- _WORK TASK_
For this exercise, restate word for word only the lines from the first line of the data to the line containing "pub fn detect_format_from_path<P: AsRef<Path>>(path: P)".
[[ RECORDS FOR THE EXERCISE open ]]
//! PDF header sniffing.
//!
//! Input is checked before it is handed to the PDF parser so that obviously
//! foreign data (HTML error pages, zip files, empty uploads) fails fast with
//! [`Error::UnknownFormat`] instead of a parser-specific message.

use crate::error::{Error, Result};
use std::fs::File;
use std::io::Read;
use std::path::Path;

/// PDF header information.
#[derive(Debug, Clone, PartialEq, Eq)]
pub struct PdfFormat {
    /// PDF version (e.g., "1.7", "2.0")
    pub version: String,
}

impl std::fmt::Display for PdfFormat {
    fn fmt(&self, f: &mut std::fmt::Formatter<'_>) -> std::fmt::Result {
        write!(f, "PDF {}", self.version)
    }
}

const PDF_MAGIC: &[u8] = b"%PDF-";
const VERSION_LEN: usize = 3; // e.g., "1.7"

/// Detect the PDF version from the leading bytes of a document.
///
/// # Example
/// ```
/// use pdfdeck::detect::detect_format_from_bytes;
///
/// let format = detect_format_from_bytes(b"%PDF-1.7\n...").unwrap();
/// assert_eq!(format.version, "1.7");
/// ```
pub fn detect_format_from_bytes(data: &[u8]) -> Result<PdfFormat> {
    let rest = data.strip_prefix(PDF_MAGIC).ok_or(Error::UnknownFormat)?;
    let version = rest.get(..VERSION_LEN).ok_or(Error::UnknownFormat)?;

    match version {
        [major @ b'1'..=b'2', b'.', minor] if minor.is_ascii_digit() => Ok(PdfFormat {
            version: format!("{}.{}", *major as char, *minor as char),
        }),
        _ => Err(Error::UnsupportedVersion(
            String::from_utf8_lossy(version).to_string(),
        )),
    }
}

/// Detect the PDF version of a file on disk.
pub fn detect_format_from_path<P: AsRef<Path>>(path: P) -> Result<PdfFormat> {
    let mut header = Vec::with_capacity(16);
    File::open(path)?.take(16).read_to_end(&mut header)?;
    detect_format_from_bytes(&header)
}

/// Check if bytes start with a supported PDF header.
pub fn is_pdf_bytes(data: &[u8]) -> bool {
    detect_format_from_bytes(data).is_ok()
}

#[cfg(test)]
mod tests {
    use super::*;

    #[test]
    fn test_detect_valid_pdf() {
        let format = detect_format_from_bytes(b"%PDF-1.7\n%\xe2\xe3\xcf\xd3").unwrap();
        assert_eq!(format.version, "1.7");
        assert_eq!(format.to_string(), "PDF 1.7");

        let format = detect_format_from_bytes(b"%PDF-2.0\n").unwrap();
        assert_eq!(format.version, "2.0");
    }

    #[test]
    fn test_detect_rejects_foreign_data() {
        assert!(matches!(
            detect_format_from_bytes(b"<!DOCTYPE html>"),
            Err(Error::UnknownFormat)
        ));
        assert!(matches!(
            detect_format_from_bytes(b"PK\x03\x04"),
            Err(Error::UnknownFormat)
        ));
        assert!(matches!(
            detect_format_from_bytes(b""),
            Err(Error::UnknownFormat)
        ));
    }

    #[test]
    fn test_detect_too_short() {
        assert!(matches!(
            detect_format_from_bytes(b"%PDF-1"),
            Err(Error::UnknownFormat)
        ));
    }

    #[test]
    fn test_detect_bad_version() {
        assert!(matches!(
            detect_format_from_bytes(b"%PDF-9.1\n"),
            Err(Error::UnsupportedVersion(v)) if v == "9.1"
        ));
        assert!(matches!(
            detect_format_from_bytes(b"%PDF-abc"),
            Err(Error::UnsupportedVersion(_))
        ));
    }

    #[test]
    fn test_is_pdf_bytes() {
        assert!(is_pdf_bytes(b"%PDF-1.4\n"));
        assert!(!is_pdf_bytes(b"Not a PDF"));
    }
}
/// Part content types.
pub mod content_type {
    pub const OPC_RELATIONSHIPS: &str = "application/vnd.openxmlformats-package.relationships+xml";
    pub const XML: &str = "application/xml";
    pub const OPC_CORE_PROPERTIES: &str =
        "application/vnd.openxmlformats-package.core-properties+xml";
    pub const OFC_EXTENDED_PROPERTIES: &str =
        "application/vnd.openxmlformats-officedocument.extended-properties+xml";
    pub const OFC_THEME: &str = "application/vnd.openxmlformats-officedocument.theme+xml";
    pub const PML_PRESENTATION_MAIN: &str =
        "application/vnd.openxmlformats-officedocument.presentationml.presentation.main+xml";
    pub const PML_SLIDE: &str =
        "application/vnd.openxmlformats-officedocument.presentationml.slide+xml";
    pub const PML_SLIDE_LAYOUT: &str =
        "application/vnd.openxmlformats-officedocument.presentationml.slideLayout+xml";
    pub const PML_SLIDE_MASTER: &str =
        "application/vnd.openxmlformats-officedocument.presentationml.slideMaster+xml";
}

/// Relationship types.
pub mod relationship_type {
    pub const CORE_PROPERTIES: &str =
        "http://schemas.openxmlformats.org/package/2006/relationships/metadata/core-properties";
    pub const EXTENDED_PROPERTIES: &str =
        "http://schemas.openxmlformats.org/officeDocument/2006/relationships/extended-properties";
    pub const OFFICE_DOCUMENT: &str =
        "http://schemas.openxmlformats.org/officeDocument/2006/relationships/officeDocument";
    pub const SLIDE: &str = "http://schemas.openxmlformats.org/officeDocument/2006/relationships/slide";
    pub const SLIDE_LAYOUT: &str =
        "http://schemas.openxmlformats.org/officeDocument/2006/relationships/slideLayout";
    pub const SLIDE_MASTER: &str =
        "http://schemas.openxmlformats.org/officeDocument/2006/relationships/slideMaster";
    pub const THEME: &str = "http://schemas.openxmlformats.org/officeDocument/2006/relationships/theme";
}

/// First id of the slide id list, as PowerPoint numbers slides.
const FIRST_SLIDE_ID: u32 = 256;

/// Id of the single slide master. Master and layout ids share a space
/// starting at 2^31.
const SLIDE_MASTER_ID: u32 = 2_147_483_648;
const SLIDE_LAYOUT_ID: u32 = 2_147_483_649;

/// Zip member name of slide `index` (zero-based).
pub fn slide_part_name(index: usize) -> String {
    format!("ppt/slides/slide{}.xml", index + 1)
}

/// Relationship id of slide `index` in `presentation.xml.rels`.
///
/// `rId1` is the slide master; slides follow it.
pub fn slide_rel_id(index: usize) -> String {
    format!("rId{}", index + 2)
}

/// An ordered relationship list for one source part.
#[derive(Debug, Default)]
pub struct Relationships {
    rels: Vec<(String, &'static str, String)>,
}
//! The document driver.

use std::io::Read;
use std::path::Path;

use rayon::prelude::*;

use crate::error::Result;
use crate::model::PageContent;
use crate::parser::PdfParser;
use crate::shapes::ShapeClassifier;
use crate::slide::{DeckBuilder, DocumentProperties, Slide, SlideBuilder, SlideDocument, SlideSize};
use crate::style::StyleResolver;

use super::{ConversionStats, ConvertOptions};

/// Converts PDF bytes into a [`SlideDocument`], one slide per page.
#[derive(Debug, Clone, Default)]
pub struct Converter {
    options: ConvertOptions,
    resolver: StyleResolver,
    classifier: ShapeClassifier,
    builder: SlideBuilder,
}

impl Converter {
    /// Create a converter with the given options.
    pub fn new(options: ConvertOptions) -> Self {
        Self {
            resolver: StyleResolver::new(options.style.clone()),
            classifier: ShapeClassifier::new(options.classifier),
            builder: SlideBuilder::new().with_placement(options.placement),
            options,
        }
    }

    pub fn options(&self) -> &ConvertOptions {
        &self.options
    }

    /// Convert a PDF held in memory.
    pub fn convert(&self, pdf: &[u8]) -> Result<SlideDocument> {
        self.convert_with_stats(pdf).map(|(deck, _)| deck)
    }

    /// Convert a PDF file.
    pub fn convert_file<P: AsRef<Path>>(&self, path: P) -> Result<SlideDocument> {
        let data = std::fs::read(path)?;
        self.convert(&data)
    }

    /// Convert a PDF read from a stream.
    pub fn convert_reader<R: Read>(&self, mut reader: R) -> Result<SlideDocument> {
        let mut data = Vec::new();
        reader.read_to_end(&mut data)?;
        self.convert(&data)
    }

    /// Convert a PDF and serialize the deck as `.pptx` bytes.
    pub fn convert_to_bytes(&self, pdf: &[u8]) -> Result<Vec<u8>> {
        self.convert(pdf)?.to_pptx_bytes()
    }

    /// Convert a PDF and report what was produced.
    ///
    /// Pages are visited in order. Any page that cannot be parsed aborts the
    /// conversion; an image that cannot be decoded only loses its shapes.
    pub fn convert_with_stats(&self, pdf: &[u8]) -> Result<(SlideDocument, ConversionStats)> {
        let parser = PdfParser::from_bytes(pdf)?;
        let page_count = parser.page_count();
        let metadata = parser.metadata();

        let mut deck = DeckBuilder::new()
            .with_size(self.slide_size(&parser)?)
            .with_properties(DocumentProperties::from(&metadata));
        let mut stats = ConversionStats::new();

        if self.options.parallel && page_count > 1 {
            // Extraction shares the parsed document and stays on this
            // thread; slide building fans out per batch.
            let batch = rayon::current_num_threads().max(1) * 2;
            let mut start = 0;
            while start < page_count {
                let end = (start + batch).min(page_count);
                let pages = (start..end)
                    .map(|index| parser.extract_page(index))
                    .collect::<Result<Vec<_>>>()?;

                let built: Vec<(Slide, ConversionStats)> = pages
                    .into_par_iter()
                    .map(|page| self.build_slide(page))
                    .collect();

                for (slide, page_stats) in built {
                    stats.merge(&page_stats);
                    deck.push(slide);
                }
                start = end;
            }
        } else {
            for index in 0..page_count {
                let page = parser.extract_page(index)?;
                let (slide, page_stats) = self.build_slide(page);
                stats.merge(&page_stats);
                deck.push(slide);
            }
        }

        log::info!(
            "Converted {} page(s): {} text box(es), {} shape(s) from {} image(s), {} undecodable",
            stats.pages,
            stats.text_boxes,
            stats.shape_count(),
            stats.images,
            stats.image_decode_failures
        );
        Ok((deck.finish(), stats))
    }

    fn slide_size(&self, parser: &PdfParser) -> Result<SlideSize> {
        if self.options.match_page_size && parser.page_count() > 0 {
            let (width, height) = parser.page_size(0)?;
            return Ok(SlideSize::from_points(width, height));
        }
        Ok(self.options.slide_size)
    }

    fn build_slide(&self, page: PageContent) -> (Slide, ConversionStats) {
        let mut stats = ConversionStats {
            pages: 1,
            images: page.images.len(),
            ..Default::default()
        };
        let index = page.index;
        let mut failures = 0;

        let slide = self.builder.build(
            page,
            |run| self.resolver.resolve(run),
            |image| match self.classifier.classify(image) {
                Ok(shapes) => shapes,
                Err(e) => {
                    log::warn!(
                        "Page {}: {} image yields no shapes: {}",
                        index,
                        image.format.tag(),
                        e
                    );
                    failures += 1;
                    Vec::new()
                }
            },
        );

        stats.image_decode_failures = failures;
        stats.text_boxes = slide.text_boxes().count();
        for shape in slide.shapes() {
            stats.add_shape(shape.preset);
        }
        (slide, stats)
    }
}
[[ RECORDS FOR THE EXERCISE closed ]]
- _YOUR RESPONSE_
//! PDF header sniffing.
//!
//! Input is checked before it is handed to the PDF parser so that obviously
//! foreign data (HTML error pages, zip files, empty uploads) fails fast with
//! [`Error::UnknownFormat`] instead of a parser-specific message.

use crate::error::{Error, Result};
use std::fs::File;
use std::io::Read;
use std::path::Path;

/// PDF header information.
#[derive(Debug, Clone, PartialEq, Eq)]
pub struct PdfFormat {
    /// PDF version (e.g., "1.7", "2.0")
    pub version: String,
}

impl std::fmt::Display for PdfFormat {
    fn fmt(&self, f: &mut std::fmt::Formatter<'_>) -> std::fmt::Result {
        write!(f, "PDF {}", self.version)
    }
}

const PDF_MAGIC: &[u8] = b"%PDF-";
const VERSION_LEN: usize = 3; // e.g., "1.7"

/// Detect the PDF version from the leading bytes of a document.
///
/// # Example
/// ```
/// use pdfdeck::detect::detect_format_from_bytes;
///
/// let format = detect_format_from_bytes(b"%PDF-1.7\n...").unwrap();
/// assert_eq!(format.version, "1.7");
/// ```
pub fn detect_format_from_bytes(data: &[u8]) -> Result<PdfFormat> {
    let rest = data.strip_prefix(PDF_MAGIC).ok_or(Error::UnknownFormat)?;
    let version = rest.get(..VERSION_LEN).ok_or(Error::UnknownFormat)?;

    match version {
        [major @ b'1'..=b'2', b'.', minor] if minor.is_ascii_digit() => Ok(PdfFormat {
            version: format!("{}.{}", *major as char, *minor as char),
        }),
        _ => Err(Error::UnsupportedVersion(
            String::from_utf8_lossy(version).to_string(),
        )),
    }
}

/// Detect the PDF version of a file on disk.
pub fn detect_format_from_path<P: AsRef<Path>>(path: P) -> Result<PdfFormat> {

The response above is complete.